6. A multimodal sensory adaptive adjustment device based on physiological feature feedback, characterized in that, The device includes: An initialization module is used to determine the target physiological index to be adjusted and to define a sensory parameter space and a control parameter vector. Within the sensory parameter space, N preset control parameter vectors are generated based on a preset sampling strategy. For each control parameter vector, the control parameter vector is converted into a physical control instruction through a preset hardware mapping logic and executed. After the physical control instruction corresponding to the control parameter vector is executed, the corresponding physiological signal is collected and the corresponding physiological feature vector is generated. Finally, each control parameter vector and its corresponding physiological feature vector are combined into an input-output data pair to form a training set. The optimization iteration module is used to construct a probabilistic proxy model based on the training set, and to execute a parameter optimization iteration process based on the probabilistic proxy model, the training set, and the sensory parameter space until the iteration stopping condition is met. The real-time monitoring and adjustment module is used to select a set of non-dominated physiological feature vectors from the training set, select a physiological feature vector from the set of non-dominated physiological feature vectors using a preset physiological feature vector selection strategy, convert the control parameter vector corresponding to the selected physiological feature vector in the training set into a physical control command through a preset hardware mapping logic and execute it, divide the time window by a preset step size during execution, calculate the arithmetic mean of the physiological feature vectors in each sliding time window as the average physiological feature vector of the sliding time window, and adjust the current physical control command according to the training set, the set of non-dominated physiological feature vectors and the average physiological feature vector of the most recent sliding time window.

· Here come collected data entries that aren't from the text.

// SPDX-License-Identifier: PMPL-1.0-or-later
// Copyright (c) 2026 Jonathan D.A. Jewell (hyperpolymath) <jonathan.jewell@open.ac.uk>
//
// Running external programs and turning their exit status into errors.

use std::ffi::{OsStr, OsString};
use std::fs::File;
use std::path::{Path, PathBuf};
use std::process::{Command, Stdio};

use scanwerk_core::error::{Result, ScanwerkError};
use scanwerk_core::types::StepLocation;
use tracing::{debug, warn};

use super::ExternalTool;

/// One external program call: the tool, its arguments, and optionally a file
/// that receives its standard output.
#[derive(Debug, Clone, PartialEq, Eq)]
pub struct Invocation {
    pub tool: ExternalTool,
    pub args: Vec<OsString>,
    pub stdout_to: Option<PathBuf>,
}

impl Invocation {
    pub fn new(tool: ExternalTool) -> Self {
        Self {
            tool,
            args: Vec::new(),
            stdout_to: None,
        }
    }

    pub fn arg(mut self, arg: impl AsRef<OsStr>) -> Self {
        self.args.push(arg.as_ref().to_os_string());
        self
    }

    pub fn args<I, S>(mut self, args: I) -> Self
    where
        I: IntoIterator<Item = S>,
        S: AsRef<OsStr>,
    {
        self.args
            .extend(args.into_iter().map(|arg| arg.as_ref().to_os_string()));
        self
    }

    /// Redirect the program's standard output into `path`.
    pub fn stdout_to(mut self, path: impl AsRef<Path>) -> Self {
        self.stdout_to = Some(path.as_ref().to_path_buf());
        self
    }

    /// Shell-like rendering for logs.
    pub fn command_line(&self) -> String {
        let mut line = self.tool.program().to_owned();
        for arg in &self.args {
            line.push(' ');
            line.push_str(&arg.to_string_lossy());
        }
        if let Some(path) = &self.stdout_to {
            line.push_str(" > ");
            line.push_str(&path.display().to_string());
        }
        line
    }
}

/// What a finished program reported back.
#[derive(Debug, Clone, PartialEq, Eq)]
pub struct ToolOutput {
    /// Exit code; `None` when the program was killed by a signal.
    pub code: Option<i32>,
    pub success: bool,
    /// Everything the program wrote to standard error.
    pub stderr: String,
}

impl ToolOutput {
    pub fn succeeded() -> Self {
        Self {
            code: Some(0),
            success: true,
            stderr: String::new(),
        }
    }

    pub fn failed(code: i32, stderr: impl Into<String>) -> Self {
        Self {
            code: Some(code),
            success: false,
            stderr: stderr.into(),
        }
    }

    fn status_text(&self) -> String {
        match self.code {
            Some(code) => format!("exited with code {code}"),
            None => "was terminated by a signal".to_owned(),
        }
    }
}

/// Executes invocations. The pipeline only talks to programs through this
/// trait.
pub trait CommandRunner {
    /// Run to completion. `Err` means the program could not be started at
    /// all; a non-zero exit is reported through [`ToolOutput::success`].
    fn run(&self, invocation: &Invocation) -> std::io::Result<ToolOutput>;
}

/// Spawns real processes and blocks until they exit.
#[derive(Debug, Default, Clone, Copy)]
pub struct SystemRunner;

impl CommandRunner for SystemRunner {
    fn run(&self, invocation: &Invocation) -> std::io::Result<ToolOutput> {
        let mut command = Command::new(invocation.tool.program());
        command
            .args(&invocation.args)
            .stdin(Stdio::null())
            .stderr(Stdio::piped());

        match &invocation.stdout_to {
            Some(path) => {
                command.stdout(Stdio::from(File::create(path)?));
            }
            None => {
                command.stdout(Stdio::piped());
            }
        }

        let output = command.output()?;
        if !output.stdout.is_empty() {
            debug!(
                tool = invocation.tool.program(),
                stdout = %String::from_utf8_lossy(&output.stdout).trim_end(),
                "tool output"
            );
        }

        Ok(ToolOutput {
            code: output.status.code(),
            success: output.status.success(),
            stderr: String::from_utf8_lossy(&output.stderr).into_owned(),
        })
    }
}

/// Run `invocation` for the pipeline step `at`, failing unless the program
/// started and exited successfully.
pub fn run_step(
    runner: &dyn CommandRunner,
    invocation: &Invocation,
    at: StepLocation,
) -> Result<ToolOutput> {
    debug!(%at, command = %invocation.command_line(), "running");

    let output = runner
        .run(invocation)
        .map_err(|source| ScanwerkError::Launch {
            at,
            program: invocation.tool.program().to_owned(),
            source,
        })?;

    if output.success {
        return Ok(output);
    }

    warn!(%at, code = ?output.code, "{} failed", invocation.tool.program());
    Err(ScanwerkError::ToolFailed {
        at,
        program: invocation.tool.program().to_owned(),
        status: output.status_text(),
        stderr: output.stderr,
    })
}

/// Fail with [`ScanwerkError::MissingArtifact`] unless `path` is a non-empty
/// file.
pub fn expect_artifact(path: &Path, at: StepLocation) -> Result<u64> {
    match std::fs::metadata(path) {
        Ok(meta) if meta.is_file() && meta.len() > 0 => Ok(meta.len()),
        _ => Err(ScanwerkError::MissingArtifact {
            at,
            path: path.to_path_buf(),
        }),
    }
}
// SPDX-License-Identifier: PMPL-1.0-or-later
// Copyright (c) 2026 Jonathan D.A. Jewell (hyperpolymath) <jonathan.jewell@open.ac.uk>
//
// Operator interaction — the blocking questions the pipeline asks.

use std::collections::VecDeque;
use std::num::NonZeroU32;

use crate::error::{Result, ScanwerkError};

/// Source of operator answers.
///
/// The binary reads lines from the terminal; tests and unattended callers
/// supply answers up front with [`ScriptedPrompter`].
pub trait Prompter {
    /// Show `message` and block until the operator answers with one line.
    ///
    /// The returned line has its trailing newline removed. End of input is
    /// reported as [`ScanwerkError::PromptClosed`].
    fn ask(&mut self, message: &str) -> Result<String>;

    /// Report progress that needs no answer.
    fn tell(&mut self, message: &str);
}

/// Ask for the number of pages until the operator gives a positive integer.
pub fn ask_page_count(prompter: &mut dyn Prompter) -> Result<NonZeroU32> {
    loop {
        let answer = prompter.ask("Pages: ")?;
        match answer.trim().parse::<NonZeroU32>() {
            Ok(pages) => return Ok(pages),
            Err(_) => prompter.tell(&format!(
                "Error: '{}' is not a valid positive integer.",
                answer.trim()
            )),
        }
    }
}

/// Block until the operator confirms that page `number` (1-based) is on the
/// scanner glass.
pub fn confirm_page(prompter: &mut dyn Prompter, number: usize) -> Result<()> {
    prompter
        .ask(&format!("Press Enter to scan page {number}"))
        .map(|_| ())
}

/// Prompter answering from a fixed list of lines.
///
/// Running out of answers behaves like a closed terminal.
#[derive(Debug, Default)]
pub struct ScriptedPrompter {
    answers: VecDeque<String>,
    asked: Vec<String>,
    told: Vec<String>,
}

impl ScriptedPrompter {
    pub fn new<I, S>(answers: I) -> Self
    where
        I: IntoIterator<Item = S>,
        S: Into<String>,
    {
        Self {
            answers: answers.into_iter().map(Into::into).collect(),
            asked: Vec::new(),
            told: Vec::new(),
        }
    }

    /// Every question asked so far, in order.
    pub fn asked(&self) -> &[String] {
        &self.asked
    }

    /// Every progress message shown so far, in order.
    pub fn told(&self) -> &[String] {
        &self.told
    }
}

impl Prompter for ScriptedPrompter {
    fn ask(&mut self, message: &str) -> Result<String> {
        self.asked.push(message.to_owned());
        self.answers
            .pop_front()
            .ok_or_else(|| ScanwerkError::PromptClosed(message.trim().to_owned()))
    }

    fn tell(&mut self, message: &str) {
        self.told.push(message.to_owned());
    }
}

#[cfg(test)]
mod tests {
    use super::*;

    #[test]
    fn page_count_reprompts_on_invalid_answers() {
        let mut prompter = ScriptedPrompter::new(["zero", "0", "-2", " 3 "]);
        let pages = ask_page_count(&mut prompter).expect("valid answer");
        assert_eq!(pages.get(), 3);
        assert_eq!(prompter.asked().len(), 4);
        assert_eq!(prompter.told().len(), 3);
    }

    #[test]
    fn page_count_fails_when_input_closes() {
        let mut prompter = ScriptedPrompter::new(["nope"]);
        let err = ask_page_count(&mut prompter).unwrap_err();
        assert!(matches!(err, ScanwerkError::PromptClosed(_)));
    }

    #[test]
    fn confirmation_names_one_based_page() {
        let mut prompter = ScriptedPrompter::new([""]);
        confirm_page(&mut prompter, 1).expect("confirmed");
        assert_eq!(prompter.asked(), ["Press Enter to scan page 1"]);
    }
}
// SPDX-License-Identifier: PMPL-1.0-or-later
// Copyright (c) 2026 Jonathan D.A. Jewell (hyperpolymath) <jonathan.jewell@open.ac.uk>
//
// Core domain types for the Scanwerk pipeline.

use std::fmt;
use std::path::{Path, PathBuf};

use chrono::{DateTime, Utc};
use serde::{Deserialize, Serialize};
use uuid::Uuid;

/// Unique identifier for one pipeline run.
#[derive(Debug, Clone, Copy, PartialEq, Eq, Hash, Serialize, Deserialize)]
pub struct RunId(pub Uuid);

impl RunId {
    pub fn new() -> Self {
        Self(Uuid::new_v4())
    }
}

impl Default for RunId {
    fn default() -> Self {
        Self::new()
    }
}

impl fmt::Display for RunId {
    fn fmt(&self, f: &mut fmt::Formatter<'_>) -> fmt::Result {
        write!(f, "{}", self.0)
    }
}

/// Pipeline stages, used to locate failures.
#[derive(Debug, Clone, Copy, PartialEq, Eq, Serialize, Deserialize)]
pub enum Stage {
    /// Raster capture through the scan driver.
    Scan,
    /// Searchable PDF through the OCR engine.
    Ocr,
    /// Image-only PDF through the plain converter.
    Convert,
    /// Multi-page assembly through the compositor.
    Merge,
}

impl Stage {
    pub fn as_str(self) -> &'static str {
        match self {
            Stage::Scan => "scan",
            Stage::Ocr => "ocr",
            Stage::Convert => "convert",
            Stage::Merge => "merge",
        }
    }
}

impl fmt::Display for Stage {
    fn fmt(&self, f: &mut fmt::Formatter<'_>) -> fmt::Result {
        f.write_str(self.as_str())
    }
}

/// Where in the pipeline something happened: a stage, and the 0-based page
/// index for per-page stages.
#[derive(Debug, Clone, Copy, PartialEq, Eq)]
pub struct StepLocation {
    pub stage: Stage,
    pub page: Option<usize>,
}

impl StepLocation {
    pub fn page(stage: Stage, index: usize) -> Self {
        Self {
            stage,
            page: Some(index),
        }
    }

    pub fn document(stage: Stage) -> Self {
        Self { stage, page: None }
    }
}

impl fmt::Display for StepLocation {
    fn fmt(&self, f: &mut fmt::Formatter<'_>) -> fmt::Result {
        match self.page {
            Some(index) => write!(f, "{} of page {}", self.stage, index + 1),
            None => write!(f, "{}", self.stage),
        }
    }
}

/// One scanned page: its raster file and the PDF derived from it.
///
/// Artifacts are created in index order and must reach the compositor in that
/// same order.
#[derive(Debug, Clone, PartialEq, Eq)]
pub struct PageArtifact {
    /// 0-based page index.
    pub index: usize,
    /// `page_<index>.tiff` inside the workspace.
    pub raster: PathBuf,
    /// `page_<index>.pdf` inside the workspace.
    pub pdf: PathBuf,
}

impl PageArtifact {
    /// Artifact paths for page `index` inside `workspace`.
    pub fn in_workspace(workspace: &Path, index: usize) -> Self {
        let raster = workspace.join(format!("page_{index}.tiff"));
        let pdf = raster.with_extension("pdf");
        Self { index, raster, pdf }
    }

    /// Base path (raster path without extension), as the OCR engine expects
    /// its output name.
    pub fn pdf_base(&self) -> PathBuf {
        self.raster.with_extension("")
    }

    /// 1-based page number shown to the operator.
    pub fn number(&self) -> usize {
        self.index + 1
    }
}

/// Summary of a successful run.
#[derive(Debug, Clone, PartialEq, Eq, Serialize, Deserialize)]
pub struct RunReport {
    pub run_id: RunId,
    pub started_at: DateTime<Utc>,
    pub pages: u32,
    /// Whether pages went through the OCR engine.
    pub ocr: bool,
    /// Whether the compositor ran (false for single-page documents).
    pub merged: bool,
    pub output: PathBuf,
    pub bytes: u64,
    pub sha256: String,
}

7. A computer device, comprising a memory, a processor, a physiological signal acquisition module, a sensory stimulation generation module, and a computer program stored in the memory and executable on the processor, characterized in that, When the processor executes the computer program, it implements the steps of the method according to any one of claims 1 to 5.

8. The computer device as claimed in claim 7, characterized in that, The physiological signal acquisition module is used to acquire the user's raw physiological signals in real time; the physiological signal acquisition module includes at least one of an electroencephalogram (EEG) acquisition unit, an electrocardiogram (ECG) acquisition unit, a skin conductance acquisition unit, and a blood oxygen acquisition unit.

9. The computer device as claimed in claim 7, characterized in that, The sensory stimulation generation module is used to execute the physical control command to generate environmental stimulation; the sensory stimulation generation module includes at least one of a visual stimulation unit, an auditory stimulation unit, and an olfactory stimulation unit.

10. A computer-readable storage medium having a computer program stored thereon, characterized in that, When the computer program is executed by a processor, it implements the steps of the method according to any one of claims 1 to 5.